Nota bene – studying privately with an excellent instructor.

The truth is, nothing beats learning with another human being on a one-to-one basis and attending your lessons weekly.

There may be a tiny number of piano students who have successfully learned to play via an online or self-study piano course.

The issue is that most piano students do not have the discipline to practice appropriately without a teacher to oversee their progress.

Make sure you choose the right method of learning to play the piano.

Another word of advice: follow all the instruction of your piano teacher and become the best piano student that you can possibly be and your piano playing will thrive!

You see, the road to achieving greatness is a lot simpler then you may at first have imagined.

I mean, the actual implementation is difficult, but the concept and understanding of what to do are relatively easy.

I personally, wish you the greatest success on your journey!

Also, remember we all go through the same emotions and the same frustrations.

In my private studio, I see many students on a weekly basis and see the same patterns again and again and again.

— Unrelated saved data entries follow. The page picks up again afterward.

//! Call State
//!
//! Die Phasen eines Anrufs als Tagged Union. Jede Phase außer `Idle` trägt die
//! Call-ID, eine Call-ID ohne Anruf (oder umgekehrt) ist nicht darstellbar.

use chrono::{DateTime, Utc};
use serde::Serialize;

/// Aktueller Status eines Anrufs
#[derive(Debug, Clone, PartialEq, Eq)]
pub enum CallPhase {
    /// Kein aktiver Anruf
    Idle,
    /// Ausgehender Anruf wartet auf Annahme
    Initiating { call_id: String, target_user_id: String },
    /// Eingehender Anruf wartet auf Antwort
    Receiving { call_id: String, from_user_id: String },
    /// Anruf aktiv
    Active {
        call_id: String,
        peer_user_id: String,
        started_at: DateTime<Utc>,
    },
}

/// Phase ohne Nutzdaten, für Fehler und Events
#[derive(Debug, Clone, Copy, PartialEq, Eq, Serialize)]
#[serde(rename_all = "lowercase")]
pub enum PhaseKind {
    Idle,
    Initiating,
    Receiving,
    Active,
}

impl std::fmt::Display for PhaseKind {
    fn fmt(&self, f: &mut std::fmt::Formatter<'_>) -> std::fmt::Result {
        let name = match self {
            Self::Idle => "idle",
            Self::Initiating => "initiating",
            Self::Receiving => "receiving",
            Self::Active => "active",
        };
        f.write_str(name)
    }
}

impl CallPhase {
    pub fn kind(&self) -> PhaseKind {
        match self {
            Self::Idle => PhaseKind::Idle,
            Self::Initiating { .. } => PhaseKind::Initiating,
            Self::Receiving { .. } => PhaseKind::Receiving,
            Self::Active { .. } => PhaseKind::Active,
        }
    }

    pub fn is_idle(&self) -> bool {
        matches!(self, Self::Idle)
    }

    pub fn call_id(&self) -> Option<&str> {
        match self {
            Self::Idle => None,
            Self::Initiating { call_id, .. }
            | Self::Receiving { call_id, .. }
            | Self::Active { call_id, .. } => Some(call_id),
        }
    }

    /// Der andere Teilnehmer des Anrufs
    pub fn peer_user_id(&self) -> Option<&str> {
        match self {
            Self::Idle => None,
            Self::Initiating { target_user_id, .. } => Some(target_user_id),
            Self::Receiving { from_user_id, .. } => Some(from_user_id),
            Self::Active { peer_user_id, .. } => Some(peer_user_id),
        }
    }

    pub fn started_at(&self) -> Option<DateTime<Utc>> {
        match self {
            Self::Active { started_at, .. } => Some(*started_at),
            _ => None,
        }
    }

    pub fn belongs_to(&self, call_id: &str) -> bool {
        self.call_id() == Some(call_id)
    }
}

/// Erzeugt eine neue, eindeutige Call-ID
pub fn new_call_id() -> String {
    format!("call-{}", uuid::Uuid::new_v4())
}

/// Formatiert die Anrufdauer als `m:ss` oder `h:mm:ss`
pub fn format_call_duration(seconds: u64) -> String {
    let hours = seconds / 3600;
    let minutes = (seconds % 3600) / 60;
    let secs = seconds % 60;

    if hours > 0 {
        format!("{hours}:{minutes:02}:{secs:02}")
    } else {
        format!("{minutes}:{secs:02}")
    }
}
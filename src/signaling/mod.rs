//! Signaling Module - WebSocket Client für den Signaling-Server
//!
//! Dieses Modul verwaltet die Kommunikation mit dem Signaling-Server:
//! - WebSocket-Verbindung aufbauen und halten
//! - Wire-Nachrichten in Session-Signale übersetzen und zurück
//! - Ausgehende Signale der Session verschicken

mod client;
mod messages;

pub use client::{SignalingClient, SignalingError};
pub use messages::{MessageType, SignalingMessage};
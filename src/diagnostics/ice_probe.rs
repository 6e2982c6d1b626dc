//! ICE-Server-Test
//!
//! Baut eine Wegwerf-Peer-Connection auf und sammelt Kandidaten. Ein
//! `srflx`-Kandidat beweist einen erreichbaren STUN-Server, ein `relay`-Kandidat
//! einen funktionierenden TURN-Server.

use crate::config::{IceTransportPolicy, WebRtcConfig};
use parking_lot::Mutex;
use serde::Serialize;
use std::sync::Arc;
use std::time::Duration;
use webrtc::api::interceptor_registry::register_default_interceptors;
use webrtc::api::media_engine::MediaEngine;
use webrtc::api::APIBuilder;
use webrtc::ice_transport::ice_candidate::RTCIceCandidate;
use webrtc::ice_transport::ice_candidate_type::RTCIceCandidateType;
use webrtc::ice_transport::ice_server::RTCIceServer;
use webrtc::interceptor::registry::Registry;
use webrtc::peer_connection::configuration::RTCConfiguration;
use webrtc::peer_connection::policy::ice_transport_policy::RTCIceTransportPolicy;
use webrtc::peer_connection::RTCPeerConnection;

/// Maximale Dauer des Kandidaten-Sammelns
pub const PROBE_TIMEOUT: Duration = Duration::from_secs(10);

/// Ergebnis des ICE-Server-Tests
#[derive(Debug, Clone, Default, PartialEq, Eq, Serialize)]
pub struct ConnectionTest {
    pub stun: bool,
    pub turn: bool,
    pub errors: Vec<String>,
}

impl ConnectionTest {
    fn note_candidate(&mut self, typ: RTCIceCandidateType) {
        match typ {
            RTCIceCandidateType::Srflx => self.stun = true,
            RTCIceCandidateType::Relay => self.turn = true,
            _ => {}
        }
    }
}

/// Übersetzt die eigene ICE-Konfiguration in die der webrtc-Crate
fn rtc_configuration(config: &WebRtcConfig) -> RTCConfiguration {
    let ice_servers = config
        .ice_servers
        .iter()
        .map(|server| RTCIceServer {
            urls: server.urls.clone(),
            username: server.username.clone().unwrap_or_default(),
            credential: server.credential.clone().unwrap_or_default(),
            ..Default::default()
        })
        .collect();

    let ice_transport_policy = match config.ice_transport_policy {
        IceTransportPolicy::All => RTCIceTransportPolicy::All,
        IceTransportPolicy::Relay => RTCIceTransportPolicy::Relay,
    };

    RTCConfiguration {
        ice_servers,
        ice_transport_policy,
        ice_candidate_pool_size: config.ice_candidate_pool_size,
        ..Default::default()
    }
}

async fn create_probe_connection(config: &WebRtcConfig) -> Result<RTCPeerConnection, webrtc::Error> {
    let mut media_engine = MediaEngine::default();
    media_engine.register_default_codecs()?;

    let mut registry = Registry::new();
    registry = register_default_interceptors(registry, &mut media_engine)?;

    let api = APIBuilder::new()
        .with_media_engine(media_engine)
        .with_interceptor_registry(registry)
        .build();

    api.new_peer_connection(rtc_configuration(config)).await
}

/// Testet die konfigurierten ICE-Server
///
/// Schlägt nie fehl; Probleme landen in [`ConnectionTest::errors`].
pub async fn probe_ice_servers(config: &WebRtcConfig) -> ConnectionTest {
    let result = Arc::new(Mutex::new(ConnectionTest::default()));

    let pc = match create_probe_connection(config).await {
        Ok(pc) => pc,
        Err(e) => {
            tracing::warn!("ICE probe: failed to create peer connection: {}", e);
            return ConnectionTest {
                errors: vec![e.to_string()],
                ..Default::default()
            };
        }
    };

    let result_clone = Arc::clone(&result);
    pc.on_ice_candidate(Box::new(move |candidate: Option<RTCIceCandidate>| {
        if let Some(c) = candidate {
            tracing::debug!("ICE probe candidate: {} {}", c.typ, c.address);
            result_clone.lock().note_candidate(c.typ);
        }
        Box::pin(async {})
    }));

    if let Err(e) = gather(&pc).await {
        result.lock().errors.push(e);
    }

    if let Err(e) = pc.close().await {
        tracing::debug!("ICE probe: close failed: {}", e);
    }

    let outcome = result.lock().clone();
    tracing::info!(
        "ICE probe finished: stun={}, turn={}, errors={}",
        outcome.stun,
        outcome.turn,
        outcome.errors.len()
    );
    outcome
}

/// Löst das Sammeln über ein Offer aus und wartet auf das Ende
async fn gather(pc: &RTCPeerConnection) -> Result<(), String> {
    pc.create_data_channel("test", None)
        .await
        .map_err(|e| e.to_string())?;

    let mut complete = pc.gathering_complete_promise().await;

    let offer = pc.create_offer(None).await.map_err(|e| e.to_string())?;
    pc.set_local_description(offer)
        .await
        .map_err(|e| e.to_string())?;

    match tokio::time::timeout(PROBE_TIMEOUT, complete.recv()).await {
        Ok(_) => Ok(()),
        Err(_) => Err("ICE gathering timed out".to_string()),
    }
}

Remember you are not an isolated case, you are part of a group of thousands learning, part of a group of thousands achieving, part of a group of extraordinary individuals who will do whatever it takes to make their dreams of playing the piano a reality.

So during your journey, do not feel alone when the going gets tough, remember that others have also been where you are today.

If you struggle with a particular piece or passage, remember others have conquered that specific passage too – so can you!

Others have achieved their dreams – again, so can you!

Yes, it will take sacrifice and the willingness to put in the time and effort required to reach your goals, but it is indeed achievable.

So once again in your journey towards becoming a pianist, I wish you the greatest success.

In the short run, things will sometimes seem difficult, but in the long run, you will be surprised at just want you can achieve.

– Make discipline and structure your best friends.

– Make learning a joy and the world will be your oyster!

– May you achieve your boldest piano dreams!